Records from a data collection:
......

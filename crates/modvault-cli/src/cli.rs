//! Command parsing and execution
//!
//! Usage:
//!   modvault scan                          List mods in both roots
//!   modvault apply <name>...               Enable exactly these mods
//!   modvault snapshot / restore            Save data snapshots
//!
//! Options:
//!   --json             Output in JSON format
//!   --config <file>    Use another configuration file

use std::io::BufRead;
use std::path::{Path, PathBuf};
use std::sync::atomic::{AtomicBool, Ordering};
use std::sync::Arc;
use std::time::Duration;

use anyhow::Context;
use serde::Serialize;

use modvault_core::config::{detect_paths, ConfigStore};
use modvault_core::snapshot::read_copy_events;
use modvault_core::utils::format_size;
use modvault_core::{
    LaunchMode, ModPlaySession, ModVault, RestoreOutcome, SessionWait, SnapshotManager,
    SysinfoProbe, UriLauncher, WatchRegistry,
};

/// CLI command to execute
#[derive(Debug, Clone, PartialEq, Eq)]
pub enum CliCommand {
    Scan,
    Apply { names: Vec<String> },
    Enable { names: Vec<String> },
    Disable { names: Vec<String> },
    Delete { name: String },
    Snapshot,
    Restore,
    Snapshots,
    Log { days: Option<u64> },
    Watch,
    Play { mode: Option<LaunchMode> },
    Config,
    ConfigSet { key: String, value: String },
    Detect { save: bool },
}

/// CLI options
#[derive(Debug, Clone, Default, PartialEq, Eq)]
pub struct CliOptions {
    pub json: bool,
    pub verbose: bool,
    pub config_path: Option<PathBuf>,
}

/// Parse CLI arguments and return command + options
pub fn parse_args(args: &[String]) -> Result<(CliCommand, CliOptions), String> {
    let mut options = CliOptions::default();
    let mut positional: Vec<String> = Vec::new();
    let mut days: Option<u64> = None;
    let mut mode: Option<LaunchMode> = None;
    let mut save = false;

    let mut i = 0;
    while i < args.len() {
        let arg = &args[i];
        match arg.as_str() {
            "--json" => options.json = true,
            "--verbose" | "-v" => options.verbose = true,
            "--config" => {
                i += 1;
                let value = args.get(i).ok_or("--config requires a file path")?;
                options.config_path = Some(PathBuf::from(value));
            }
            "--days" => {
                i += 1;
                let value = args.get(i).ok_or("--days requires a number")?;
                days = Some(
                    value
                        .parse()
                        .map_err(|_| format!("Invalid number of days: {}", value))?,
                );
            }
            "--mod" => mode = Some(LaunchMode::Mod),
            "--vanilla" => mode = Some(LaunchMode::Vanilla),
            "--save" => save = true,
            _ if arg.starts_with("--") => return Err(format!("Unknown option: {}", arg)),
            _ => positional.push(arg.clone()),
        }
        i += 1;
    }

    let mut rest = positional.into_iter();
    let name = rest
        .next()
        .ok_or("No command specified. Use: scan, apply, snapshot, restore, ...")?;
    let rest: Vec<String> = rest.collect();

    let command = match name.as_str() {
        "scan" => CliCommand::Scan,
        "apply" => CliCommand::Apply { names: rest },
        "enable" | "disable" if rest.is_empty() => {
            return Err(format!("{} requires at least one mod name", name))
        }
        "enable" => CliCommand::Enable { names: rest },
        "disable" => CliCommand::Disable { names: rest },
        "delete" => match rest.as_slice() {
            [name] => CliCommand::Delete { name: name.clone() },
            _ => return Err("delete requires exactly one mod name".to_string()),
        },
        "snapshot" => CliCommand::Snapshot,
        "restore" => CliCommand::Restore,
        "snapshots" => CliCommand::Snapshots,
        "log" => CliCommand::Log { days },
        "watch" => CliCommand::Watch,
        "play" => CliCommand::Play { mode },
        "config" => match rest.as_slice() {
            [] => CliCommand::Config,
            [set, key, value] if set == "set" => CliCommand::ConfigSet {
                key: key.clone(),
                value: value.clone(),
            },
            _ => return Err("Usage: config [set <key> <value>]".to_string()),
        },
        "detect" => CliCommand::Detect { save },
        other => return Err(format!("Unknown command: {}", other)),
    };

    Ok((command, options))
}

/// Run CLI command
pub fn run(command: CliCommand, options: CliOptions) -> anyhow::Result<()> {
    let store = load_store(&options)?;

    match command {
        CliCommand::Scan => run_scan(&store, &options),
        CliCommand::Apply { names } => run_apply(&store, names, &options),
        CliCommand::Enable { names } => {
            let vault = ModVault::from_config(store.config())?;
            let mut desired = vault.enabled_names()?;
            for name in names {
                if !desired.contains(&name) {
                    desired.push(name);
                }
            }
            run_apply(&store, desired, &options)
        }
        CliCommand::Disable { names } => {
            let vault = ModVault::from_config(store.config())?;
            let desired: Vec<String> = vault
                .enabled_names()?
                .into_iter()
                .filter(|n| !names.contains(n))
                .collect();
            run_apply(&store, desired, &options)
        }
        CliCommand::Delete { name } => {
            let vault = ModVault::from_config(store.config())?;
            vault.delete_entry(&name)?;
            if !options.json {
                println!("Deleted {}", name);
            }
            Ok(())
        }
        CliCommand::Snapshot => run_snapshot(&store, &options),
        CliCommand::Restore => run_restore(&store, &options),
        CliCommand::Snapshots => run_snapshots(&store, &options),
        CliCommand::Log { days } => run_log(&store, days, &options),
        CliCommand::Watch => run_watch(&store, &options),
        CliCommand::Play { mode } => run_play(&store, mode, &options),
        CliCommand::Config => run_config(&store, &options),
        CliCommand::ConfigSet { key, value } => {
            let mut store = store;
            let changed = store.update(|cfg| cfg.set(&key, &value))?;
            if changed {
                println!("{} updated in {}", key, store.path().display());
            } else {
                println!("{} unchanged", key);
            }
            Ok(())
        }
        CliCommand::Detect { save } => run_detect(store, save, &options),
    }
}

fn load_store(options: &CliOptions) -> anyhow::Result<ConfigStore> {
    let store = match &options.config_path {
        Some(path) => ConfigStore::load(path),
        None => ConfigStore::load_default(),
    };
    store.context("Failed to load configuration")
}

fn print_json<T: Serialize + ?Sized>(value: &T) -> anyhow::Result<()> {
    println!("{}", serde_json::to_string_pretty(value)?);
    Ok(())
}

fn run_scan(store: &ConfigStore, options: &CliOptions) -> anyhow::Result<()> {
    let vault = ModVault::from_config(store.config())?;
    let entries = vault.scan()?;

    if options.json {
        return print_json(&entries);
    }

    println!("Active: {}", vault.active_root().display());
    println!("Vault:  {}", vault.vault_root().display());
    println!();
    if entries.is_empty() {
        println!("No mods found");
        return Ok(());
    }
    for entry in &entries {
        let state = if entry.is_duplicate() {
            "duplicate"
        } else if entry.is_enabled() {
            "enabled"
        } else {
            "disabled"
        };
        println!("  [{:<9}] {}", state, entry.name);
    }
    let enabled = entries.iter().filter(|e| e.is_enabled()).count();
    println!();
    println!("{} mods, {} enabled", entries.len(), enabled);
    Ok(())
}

......

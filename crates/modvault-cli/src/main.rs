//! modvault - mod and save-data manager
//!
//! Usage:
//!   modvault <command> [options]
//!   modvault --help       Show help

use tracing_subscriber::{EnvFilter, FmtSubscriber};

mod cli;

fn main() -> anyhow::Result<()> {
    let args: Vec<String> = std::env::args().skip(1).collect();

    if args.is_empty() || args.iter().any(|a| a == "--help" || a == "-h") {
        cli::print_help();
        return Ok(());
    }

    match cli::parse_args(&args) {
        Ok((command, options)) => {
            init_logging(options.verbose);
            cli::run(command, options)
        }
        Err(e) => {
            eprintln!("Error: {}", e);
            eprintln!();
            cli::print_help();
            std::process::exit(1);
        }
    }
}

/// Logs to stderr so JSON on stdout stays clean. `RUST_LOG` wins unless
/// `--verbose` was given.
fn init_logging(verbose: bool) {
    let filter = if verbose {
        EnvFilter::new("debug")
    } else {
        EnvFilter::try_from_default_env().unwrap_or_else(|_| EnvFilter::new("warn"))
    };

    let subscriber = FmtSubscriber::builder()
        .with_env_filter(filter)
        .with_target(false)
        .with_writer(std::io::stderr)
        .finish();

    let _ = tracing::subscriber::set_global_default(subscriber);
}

......

EXERCISE DIRECTIONS
What you give back should be exactly the lines of the data above from the line with "filename crates/modvault-cli/src/cli.rs" through the line with "command + options", both of those included, and nothing more.

ANSWER TO THE PROBLEM
filename crates/modvault-cli/src/cli.rs
//! Command parsing and execution
//!
//! Usage:
//!   modvault scan                          List mods in both roots
//!   modvault apply <name>...               Enable exactly these mods
//!   modvault snapshot / restore            Save data snapshots
//!
//! Options:
//!   --json             Output in JSON format
//!   --config <file>    Use another configuration file

use std::io::BufRead;
use std::path::{Path, PathBuf};
use std::sync::atomic::{AtomicBool, Ordering};
use std::sync::Arc;
use std::time::Duration;

use anyhow::Context;
use serde::Serialize;

use modvault_core::config::{detect_paths, ConfigStore};
use modvault_core::snapshot::read_copy_events;
use modvault_core::utils::format_size;
use modvault_core::{
    LaunchMode, ModPlaySession, ModVault, RestoreOutcome, SessionWait, SnapshotManager,
    SysinfoProbe, UriLauncher, WatchRegistry,
};

/// CLI command to execute
#[derive(Debug, Clone, PartialEq, Eq)]
pub enum CliCommand {
    Scan,
    Apply { names: Vec<String> },
    Enable { names: Vec<String> },
    Disable { names: Vec<String> },
    Delete { name: String },
    Snapshot,
    Restore,
    Snapshots,
    Log { days: Option<u64> },
    Watch,
    Play { mode: Option<LaunchMode> },
    Config,
    ConfigSet { key: String, value: String },
    Detect { save: bool },
}

/// CLI options
#[derive(Debug, Clone, Default, PartialEq, Eq)]
pub struct CliOptions {
    pub json: bool,
    pub verbose: bool,
    pub config_path: Option<PathBuf>,
}

/// Parse CLI arguments and return command + options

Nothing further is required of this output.